What about revenues?
Though most hoteliers now view HSIA as a complimentary guest amenity, it wasn't long ago that the Web was strictly a "pay to play" service. According to Pyramid research, about one quarter of domestic hotels charge for HSIA that can range from $9.95 to $11.95 per day. But have guests become price sensitive?

"We still view it as a profit center. Right now we're charging and have not seen that push back from guests. It may come at some point but it hasn't happened yet," proclaims Mark Goldstone, executive vice president for DL Saunders Companies, which inked a pact nine years ago with Starwood Hotels to operate the 950-room Park Plaza hotel in downtown Boston.

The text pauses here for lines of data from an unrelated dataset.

//! Event-to-notification routing.
//!
//! Every event whose type maps to a [`NotificationKind`] is rendered through
//! the dispatch table, stored once per recipient, pushed to the recipient's
//! open WebSocket connections and, when the kind has an email template and
//! SMTP is configured, mailed. Delivery failures never undo the stored row.

use std::collections::HashMap;
use std::sync::Arc;

use axum::extract::ws::Message;
use learnhub_core::channels::CHANNEL_IN_APP;
use learnhub_core::notification::{
    self, LinkContext, NotificationContent, NotificationKind, EVENT_CONTENT_UPDATE_SUBMITTED,
};
use learnhub_core::roles::ROLE_ADMIN;
use learnhub_core::types::DbId;
use learnhub_db::models::notification::{CreateNotification, Notification};
use learnhub_db::models::user::User;
use learnhub_db::repositories::{NotificationRepo, UserRepo};
use learnhub_db::DbPool;
use learnhub_events::{MailDispatcher, PlatformEvent, TemplatedMail};
use serde_json::{json, Value};
use tokio::sync::broadcast;

use crate::site::SiteConfig;
use crate::ws::WsManager;

pub struct NotificationRouter {
    pool: DbPool,
    ws_manager: Arc<WsManager>,
    mailer: MailDispatcher,
    site: Arc<SiteConfig>,
}

impl NotificationRouter {
    pub fn new(
        pool: DbPool,
        ws_manager: Arc<WsManager>,
        mailer: MailDispatcher,
        site: Arc<SiteConfig>,
    ) -> Self {
        Self {
            pool,
            ws_manager,
            mailer,
            site,
        }
    }

    /// Consume events until the bus is dropped.
    pub async fn run(self, mut receiver: broadcast::Receiver<PlatformEvent>) {
        loop {
            match receiver.recv().await {
                Ok(event) => {
                    if let Err(e) = self.route_event(&event).await {
                        tracing::error!(
                            error = %e,
                            event_type = %event.event_type,
                            "Failed to route event"
                        );
                    }
                }
                Err(broadcast::error::RecvError::Lagged(n)) => {
                    tracing::warn!(skipped = n, "Notification router lagged");
                }
                Err(broadcast::error::RecvError::Closed) => {
                    tracing::info!("Event bus closed, notification router shutting down");
                    break;
                }
            }
        }
    }

    /// Store and deliver the notifications one event raises.
    ///
    /// Returns the stored rows; events that notify nobody return none.
    pub async fn route_event(&self, event: &PlatformEvent) -> Result<Vec<Notification>, sqlx::Error> {
        let Some(kind) = NotificationKind::from_event_type(&event.event_type) else {
            return Ok(Vec::new());
        };

        let recipients = self.recipients(event).await?;
        if recipients.is_empty() {
            tracing::debug!(event_type = %event.event_type, "Event has no recipients");
            return Ok(Vec::new());
        }

        let ctx = LinkContext {
            base_url: &self.site.base_url,
            default_image: self.site.default_image.as_deref(),
        };
        let content = notification::render(kind, &event.payload, &ctx);

        let mut stored = Vec::with_capacity(recipients.len());
        for &user_id in &recipients {
            let row = NotificationRepo::create(
                &self.pool,
                &CreateNotification {
                    user_id,
                    kind: kind.as_str().to_string(),
                    channel: CHANNEL_IN_APP.to_string(),
                    title: content.title.clone(),
                    link: Some(content.link.clone()),
                    image: content.image.clone(),
                    payload: event.payload.clone(),
                },
            )
            .await?;
            self.push(&row).await;
            stored.push(row);
        }

        if content.email.is_some() && self.mailer.is_enabled() {
            self.mail(&recipients, &content, &event.payload).await;
        }

        tracing::debug!(
            event_type = %event.event_type,
            kind = %kind,
            count = stored.len(),
            "Notifications stored"
        );
        Ok(stored)
    }

    /// Addressed users, or every admin for a submission awaiting review.
    async fn recipients(&self, event: &PlatformEvent) -> Result<Vec<DbId>, sqlx::Error> {
        let explicit = notification::recipients(&event.payload);
        if explicit.is_empty() && event.event_type == EVENT_CONTENT_UPDATE_SUBMITTED {
            return UserRepo::ids_with_role(&self.pool, ROLE_ADMIN).await;
        }
        Ok(explicit)
    }

    async fn push(&self, row: &Notification) {
        let frame = json!({
            "type": "notification",
            "data": row,
        });
        let sent = self
            .ws_manager
            .send_to_user(row.user_id, Message::Text(frame.to_string().into()))
            .await;
        tracing::trace!(user_id = row.user_id, connections = sent, "Notification pushed");
    }

    async fn mail(&self, recipients: &[DbId], content: &NotificationContent, payload: &Value) {
        let Some(email) = &content.email else {
            return;
        };
        let users: HashMap<DbId, User> = match UserRepo::find_many(&self.pool, recipients).await {
            Ok(users) => users.into_iter().map(|u| (u.id, u)).collect(),
            Err(e) => {
                tracing::warn!(error = %e, "Failed to load mail recipients");
                return;
            }
        };

        for user in recipients.iter().filter_map(|id| users.get(id)) {
            if !user.is_active {
                continue;
            }
            let mut context = match payload {
                Value::Object(map) => map.clone(),
                _ => Default::default(),
            };
            context.insert("display_name".into(), json!(user.display_name));
            context.insert("site_name".into(), json!(self.site.site_name));
            context.insert("link".into(), json!(content.link));
            context.entry("title").or_insert_with(|| json!(content.title));

            self.mailer.spawn(TemplatedMail {
                email: user.email.clone(),
                subject: email.subject.clone(),
                template: email.template.to_string(),
                context: Value::Object(context),
            });
        }
    }
}
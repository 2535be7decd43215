//! Handlers for `/courses/{id}/sessions`.
//!
//! Sessions mirror the course sub-documents: attendees, items and both
//! rating lists.

use axum::extract::{Path, State};
use axum::http::StatusCode;
use axum::response::IntoResponse;
use axum::Json;
use learnhub_core::course::{
    add_item, merge_attendees, remove_attendees, remove_item, validate_schedule, validate_title,
    ItemKind, SessionItem,
};
use learnhub_core::error::CoreError;
use learnhub_core::notification::EVENT_SESSION_SCHEDULED;
use learnhub_core::types::DbId;
use learnhub_db::models::course::{AttendeeChange, RatingView, SubmitRating};
use learnhub_db::models::session::{CreateSession, Session, UpdateSession};
use learnhub_db::repositories::SessionRepo;
use learnhub_events::PlatformEvent;
use serde_json::json;
use sqlx::{Postgres, Transaction};

use super::courses::{ensure_item_exists, load_course};
use super::ratings::{apply_submission, backfill_lists, RatingLists, RatingTarget};
use crate::error::{AppError, AppResult};
use crate::middleware::auth::AuthUser;
use crate::middleware::rbac::RequireTrainer;
use crate::response::ApiResponse;
use crate::state::AppState;

fn session_not_found(id: DbId) -> AppError {
    AppError::Core(CoreError::NotFound {
        entity: "Session",
        id,
    })
}

/// Load a session, treating one that belongs to another course as missing.
async fn load_session(state: &AppState, course_id: DbId, id: DbId) -> AppResult<Session> {
    SessionRepo::find_by_id(&state.pool, id)
        .await?
        .filter(|s| s.course_id == course_id)
        .ok_or_else(|| session_not_found(id))
}

/// Load and lock a session of `course_id` for a read-modify-write.
async fn lock_session(
    tx: &mut Transaction<'_, Postgres>,
    course_id: DbId,
    id: DbId,
) -> AppResult<Session> {
    SessionRepo::find_for_update(tx, id)
        .await?
        .filter(|s| s.course_id == course_id)
        .ok_or_else(|| session_not_found(id))
}

fn publish_scheduled(state: &AppState, session: &Session, actor: DbId, user_ids: &[DbId]) {
    if user_ids.is_empty() {
        return;
    }
    state.publish(
        PlatformEvent::new(EVENT_SESSION_SCHEDULED)
            .with_source("session", session.id)
            .with_actor(actor)
            .with_payload(json!({
                "course_id": session.course_id,
                "session_id": session.id,
                "title": session.title,
                "starts_at": session.starts_at,
                "location": session.location,
            }))
            .with_recipients(user_ids),
    );
}

// ---------------------------------------------------------------------------
// CRUD
// ---------------------------------------------------------------------------

/// POST /api/v1/courses/{id}/sessions
pub async fn create_session(
    RequireTrainer(auth): RequireTrainer,
    State(state): State<AppState>,
    Path(course_id): Path<DbId>,
    Json(mut input): Json<CreateSession>,
) -> AppResult<(StatusCode, Json<ApiResponse<Session>>)> {
    validate_title(&input.title)?;
    validate_schedule(input.starts_at, input.ends_at)?;
    load_course(&state, course_id).await?;
    input.trainer_ids = merge_attendees(&input.trainer_ids, &[]);
    input.attendee_ids = merge_attendees(&input.attendee_ids, &[]);

    let session = SessionRepo::create(&state.pool, course_id, &input).await?;
    tracing::info!(
        course_id,
        session_id = session.id,
        starts_at = %session.starts_at,
        "Session scheduled"
    );

    let notify = merge_attendees(&session.attendee_ids, &session.trainer_ids);
    publish_scheduled(&state, &session, auth.user_id, &notify);
    Ok((StatusCode::CREATED, Json(ApiResponse::ok(session))))
}

/// GET /api/v1/courses/{id}/sessions
pub async fn list_sessions(
    _auth: AuthUser,
    State(state): State<AppState>,
    Path(course_id): Path<DbId>,
) -> AppResult<Json<ApiResponse<Vec<Session>>>> {
    load_course(&state, course_id).await?;
    let sessions = SessionRepo::list_for_course(&state.pool, course_id).await?;
    Ok(Json(ApiResponse::ok(sessions)))
}

/// GET /api/v1/courses/{id}/sessions/{session_id}
pub async fn get_session(
    _auth: AuthUser,
    State(state): State<AppState>,
    Path((course_id, id)): Path<(DbId, DbId)>,
) -> AppResult<Json<ApiResponse<Session>>> {
    Ok(Json(ApiResponse::ok(load_session(&state, course_id, id).await?)))
}

/// PUT /api/v1/courses/{id}/sessions/{session_id}
///
/// A partial schedule change is validated against the stored other end.
pub async fn update_session(
    RequireTrainer(_): RequireTrainer,
    State(state): State<AppState>,
    Path((course_id, id)): Path<(DbId, DbId)>,
    Json(mut input): Json<UpdateSession>,
) -> AppResult<Json<ApiResponse<Session>>> {
    let current = load_session(&state, course_id, id).await?;
    if let Some(title) = &input.title {
        validate_title(title)?;
    }
    if input.starts_at.is_some() || input.ends_at.is_some() {
        validate_schedule(
            input.starts_at.unwrap_or(current.starts_at),
            input.ends_at.unwrap_or(current.ends_at),
        )?;
    }
    if let Some(trainers) = input.trainer_ids.take() {
        input.trainer_ids = Some(merge_attendees(&trainers, &[]));
    }
    let session = SessionRepo::update(&state.pool, id, &input)
        .await?
        .ok_or_else(|| session_not_found(id))?;
    Ok(Json(ApiResponse::ok(session)))
}

/// DELETE /api/v1/courses/{id}/sessions/{session_id}
pub async fn delete_session(
    RequireTrainer(auth): RequireTrainer,
    State(state): State<AppState>,
    Path((course_id, id)): Path<(DbId, DbId)>,
) -> AppResult<impl IntoResponse> {
    load_session(&state, course_id, id).await?;
    if !SessionRepo::delete(&state.pool, id).await? {
        return Err(session_not_found(id));
    }
    tracing::info!(course_id, session_id = id, user_id = auth.user_id, "Session deleted");
    Ok(StatusCode::NO_CONTENT)
}

// ---------------------------------------------------------------------------
// Attendees and items
// ---------------------------------------------------------------------------

/// POST /api/v1/courses/{id}/sessions/{session_id}/attendees
pub async fn add_session_attendees(
    RequireTrainer(auth): RequireTrainer,
    State(state): State<AppState>,
    Path((course_id, id)): Path<(DbId, DbId)>,
    Json(input): Json<AttendeeChange>,
) -> AppResult<Json<ApiResponse<Session>>> {
    let mut tx = state.pool.begin().await?;
    let session = lock_session(&mut tx, course_id, id).await?;
    let merged = merge_attendees(&session.attendee_ids, &input.user_ids);
    let added: Vec<DbId> = merged
        .iter()
        .copied()
        .filter(|uid| !session.attendee_ids.contains(uid))
        .collect();

    let session = SessionRepo::set_attendees(&mut *tx, id, &merged)
        .await?
        .ok_or_else(|| session_not_found(id))?;
    tx.commit().await?;
    publish_scheduled(&state, &session, auth.user_id, &added);
    Ok(Json(ApiResponse::ok(session)))
}

/// DELETE /api/v1/courses/{id}/sessions/{session_id}/attendees
pub async fn remove_session_attendees(
    RequireTrainer(_): RequireTrainer,
    State(state): State<AppState>,
    Path((course_id, id)): Path<(DbId, DbId)>,
    Json(input): Json<AttendeeChange>,
) -> AppResult<Json<ApiResponse<Session>>> {
    let mut tx = state.pool.begin().await?;
    let session = lock_session(&mut tx, course_id, id).await?;
    let remaining = remove_attendees(&session.attendee_ids, &input.user_ids);
    let session = SessionRepo::set_attendees(&mut *tx, id, &remaining)
        .await?
        .ok_or_else(|| session_not_found(id))?;
    tx.commit().await?;
    Ok(Json(ApiResponse::ok(session)))
}

/// POST /api/v1/courses/{id}/sessions/{session_id}/items
pub async fn add_session_item(
    RequireTrainer(_): RequireTrainer,
    State(state): State<AppState>,
    Path((course_id, id)): Path<(DbId, DbId)>,
    Json(item): Json<SessionItem>,
) -> AppResult<Json<ApiResponse<Session>>> {
    ensure_item_exists(&state, item).await?;
    let mut tx = state.pool.begin().await?;
    let session = lock_session(&mut tx, course_id, id).await?;
    let items = add_item(&session.items, item)?;
    let session = SessionRepo::set_items(&mut *tx, id, &items)
        .await?
        .ok_or_else(|| session_not_found(id))?;
    tx.commit().await?;
    Ok(Json(ApiResponse::ok(session)))
}

/// DELETE /api/v1/courses/{id}/sessions/{session_id}/items/{kind}/{ref_id}
pub async fn remove_session_item(
    RequireTrainer(_): RequireTrainer,
    State(state): State<AppState>,
    Path((course_id, id, kind, ref_id)): Path<(DbId, DbId, ItemKind, DbId)>,
) -> AppResult<Json<ApiResponse<Session>>> {
    let mut tx = state.pool.begin().await?;
    let session = lock_session(&mut tx, course_id, id).await?;
    let items = remove_item(&session.items, SessionItem { kind, ref_id })?;
    let session = SessionRepo::set_items(&mut *tx, id, &items)
        .await?
        .ok_or_else(|| session_not_found(id))?;
    tx.commit().await?;
    Ok(Json(ApiResponse::ok(session)))
}

// ---------------------------------------------------------------------------
// Ratings
// ---------------------------------------------------------------------------

fn rating_lists(session: &Session) -> RatingLists<'_> {
    RatingLists {
        attendees: &session.attendee_ids,
        trainers: &session.trainer_ids,
        user_rating: &session.user_rating,
        trainer_rating: &session.trainer_rating,
    }
}

/// GET /api/v1/courses/{id}/sessions/{session_id}/rating
pub async fn get_session_rating(
    _auth: AuthUser,
    State(state): State<AppState>,
    Path((course_id, id)): Path<(DbId, DbId)>,
) -> AppResult<Json<ApiResponse<RatingView>>> {
    let session = load_session(&state, course_id, id).await?;
    let filled = backfill_lists(&rating_lists(&session));
    if !filled.changed {
        return Ok(Json(ApiResponse::ok(filled.view())));
    }

    let mut tx = state.pool.begin().await?;
    let session = lock_session(&mut tx, course_id, id).await?;
    let filled = backfill_lists(&rating_lists(&session));
    if filled.changed {
        SessionRepo::set_ratings(&mut *tx, id, &filled.user_rating, &filled.trainer_rating)
            .await?;
    }
    tx.commit().await?;
    Ok(Json(ApiResponse::ok(filled.view())))
}

async fn submit_session_rating(
    auth: AuthUser,
    state: AppState,
    course_id: DbId,
    id: DbId,
    target: RatingTarget,
    input: SubmitRating,
) -> AppResult<Json<ApiResponse<RatingView>>> {
    let mut tx = state.pool.begin().await?;
    let session = lock_session(&mut tx, course_id, id).await?;
    let filled = apply_submission(&auth, target, &rating_lists(&session), input)?;
    SessionRepo::set_ratings(&mut *tx, id, &filled.user_rating, &filled.trainer_rating).await?;
    tx.commit().await?;
    Ok(Json(ApiResponse::ok(filled.view())))
}

/// POST /api/v1/courses/{id}/sessions/{session_id}/rating/user
pub async fn submit_session_user_rating(
    auth: AuthUser,
    State(state): State<AppState>,
    Path((course_id, id)): Path<(DbId, DbId)>,
    Json(input): Json<SubmitRating>,
) -> AppResult<Json<ApiResponse<RatingView>>> {
    submit_session_rating(auth, state, course_id, id, RatingTarget::User, input).await
}

/// POST /api/v1/courses/{id}/sessions/{session_id}/rating/trainer
pub async fn submit_session_trainer_rating(
    auth: AuthUser,
    State(state): State<AppState>,
    Path((course_id, id)): Path<(DbId, DbId)>,
    Json(input): Json<SubmitRating>,
) -> AppResult<Json<ApiResponse<RatingView>>> {
    submit_session_rating(auth, state, course_id, id, RatingTarget::Trainer, input).await
}
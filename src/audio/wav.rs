use std::io::{Read, Seek};
use std::path::Path;

use hound::{SampleFormat, WavReader, WavSpec, WavWriter};

use crate::error::AudioError;

use super::segment::AudioSegment;

/// Read a WAV file of any common sample format
pub fn read_wav(path: &Path) -> Result<AudioSegment, AudioError> {
    let reader = WavReader::open(path)?;
    read_from(reader, path)
}

fn read_from<R: Read + Seek>(reader: WavReader<R>, path: &Path) -> Result<AudioSegment, AudioError> {
    let spec = reader.spec();
    if spec.sample_rate == 0 {
        return Err(AudioError::InvalidSampleRate(spec.sample_rate));
    }

    let samples: Vec<f32> = match spec.sample_format {
        SampleFormat::Float => reader.into_samples::<f32>().collect::<Result<_, _>>()?,
        SampleFormat::Int => {
            let scale = (1i64 << (spec.bits_per_sample - 1)) as f32;
            reader
                .into_samples::<i32>()
                .map(|s| s.map(|v| v as f32 / scale))
                .collect::<Result<_, _>>()?
        }
    };

    if samples.is_empty() {
        return Err(AudioError::Empty(path.display().to_string()));
    }

    Ok(AudioSegment::new(samples, spec.sample_rate, spec.channels))
}

/// Write 16-bit PCM WAV, clamping to full scale
pub fn write_wav(path: &Path, segment: &AudioSegment) -> Result<(), AudioError> {
    let spec = WavSpec {
        channels: segment.channels,
        sample_rate: segment.sample_rate,
        bits_per_sample: 16,
        sample_format: SampleFormat::Int,
    };

    let mut writer = WavWriter::create(path, spec)?;
    for sample in segment.clipped_samples() {
        writer.write_sample((sample * i16::MAX as f32) as i16)?;
    }
    writer.finalize()?;
    Ok(())
}

/// Write raw 16-bit little-endian interleaved PCM bytes as a WAV file
pub fn write_pcm16(
    path: &Path,
    pcm: &[u8],
    sample_rate: u32,
    channels: u16,
) -> Result<(), AudioError> {
    let spec = WavSpec {
        channels,
        sample_rate,
        bits_per_sample: 16,
        sample_format: SampleFormat::Int,
    };

    let mut writer = WavWriter::create(path, spec)?;
    // Drop any trailing partial frame
    let frame_bytes = 2 * channels as usize;
    let whole = pcm.len() - pcm.len() % frame_bytes;
    for bytes in pcm[..whole].chunks_exact(2) {
        writer.write_sample(i16::from_le_bytes([bytes[0], bytes[1]]))?;
    }
    writer.finalize()?;
    Ok(())
}
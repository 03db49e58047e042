use rubato::{FastFixedIn, PolynomialDegree, Resampler as RubatoResampler};
use tracing::debug;

use crate::error::AudioError;

/// Most zero-filled chunks pushed through to drain the filter delay
const MAX_FLUSH_CHUNKS: usize = 4;

/// Sample rate conversion over interleaved audio
pub struct Resampler;

impl Resampler {
    /// Convert between two sample rates
    pub fn resample(
        input: &[f32],
        input_rate: u32,
        output_rate: u32,
        channels: u16,
    ) -> Result<Vec<f32>, AudioError> {
        if input_rate == 0 {
            return Err(AudioError::InvalidSampleRate(input_rate));
        }
        if output_rate == 0 {
            return Err(AudioError::InvalidSampleRate(output_rate));
        }
        if input_rate == output_rate {
            return Ok(input.to_vec());
        }
        Self::resample_ratio(input, channels, output_rate as f64 / input_rate as f64)
    }

    /// Resample by `ratio` output frames per input frame.
    ///
    /// The output always holds `round(frames * ratio)` frames, with the
    /// filter delay trimmed from the front.
    pub fn resample_ratio(input: &[f32], channels: u16, ratio: f64) -> Result<Vec<f32>, AudioError> {
        let channels = channels.max(1) as usize;
        let planar = Self::deinterleave(input, channels);
        let input_frames = planar[0].len();
        if input_frames == 0 {
            return Ok(Vec::new());
        }
        let expected = (input_frames as f64 * ratio).round() as usize;

        let mut resampler = FastFixedIn::<f32>::new(
            ratio,
            1.0,
            PolynomialDegree::Septic,
            input_frames,
            channels,
        )
        .map_err(|e| AudioError::Resample(format!("failed to create resampler: {}", e)))?;
        let delay = resampler.output_delay();

        let mut planar_output = resampler
            .process(&planar, None)
            .map_err(|e| AudioError::Resample(e.to_string()))?;

        for _ in 0..MAX_FLUSH_CHUNKS {
            if planar_output[0].len() >= expected + delay {
                break;
            }
            let tail = resampler
                .process_partial::<Vec<f32>>(None, None)
                .map_err(|e| AudioError::Resample(e.to_string()))?;
            if tail[0].is_empty() {
                break;
            }
            for (channel, rest) in planar_output.iter_mut().zip(tail) {
                channel.extend(rest);
            }
        }

        for channel in planar_output.iter_mut() {
            channel.drain(..delay.min(channel.len()));
            channel.resize(expected, 0.0);
        }

        debug!(
            ratio,
            input_frames,
            output_frames = expected,
            "Resampled"
        );

        Ok(Self::interleave(planar_output))
    }

    /// [L, R, L, R, ...] to [[L, L, ...], [R, R, ...]]
    fn deinterleave(samples: &[f32], channels: usize) -> Vec<Vec<f32>> {
        let frames = samples.len() / channels;
        let mut planar = vec![Vec::with_capacity(frames); channels];

        for frame in samples.chunks_exact(channels) {
            for (ch, &sample) in frame.iter().enumerate() {
                planar[ch].push(sample);
            }
        }

        planar
    }

    fn interleave(planar: Vec<Vec<f32>>) -> Vec<f32> {
        let channels = planar.len();
        let frames = planar.first().map_or(0, Vec::len);
        let mut out = Vec::with_capacity(frames * channels);

        for i in 0..frames {
            for channel in &planar {
                out.push(channel[i]);
            }
        }

        out
    }
}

In addition to charging $9.95 a day, the property took a different tact with respect to HSIA, leveraging 50-year-old twisted pair copper cabling as the backbone of its wired in-room Internet offering.

"It sounds antiquated but it's lightning fast," Goldstone adds, referring to a system installed by Unisys (unisys.com) some 18 months ago. This included a T-1 line and a multi-port Cisco (cisco.com) router and Broadband Business Manager that centrally manages all IP addresses and devices associated with HSIA and in-room thermostats via infrared signals.

The operator also utilized the same broadband base for its in-room entertainment offering via KoolConnect (koolconnect.com), which runs off the property's existing coaxial cable and IP-based set-top boxes. "They combined what we had with something called CoAx Media to give us state-of-the-art in-room entertainment. Plus it increased our channel lineup from 10 to 54 overnight," Goldstone says.

This summer, the Boston Park Plaza plans to offer a fee-based, wireless HSIA service for the property's meeting room space of about 60,000 square feet. Those guests whom sign up for the in-room HSIA will be able to use the wireless version for free.

Down the road
Much like travel-size toiletries and in-room hair dryers, HSIA will continue to be an expected amenity for two simple reasons: the technologies like the 802.11x protocols have become simple for hotels to implement and easy for the traveling public to understand.

And while some properties still charge daily rates for in-room HSIA, the majority are also offering free Internet access in common areas and business centers. Over time, the entire traveling public, not just road warriors, will expect their hotel stays to come with free HSIA.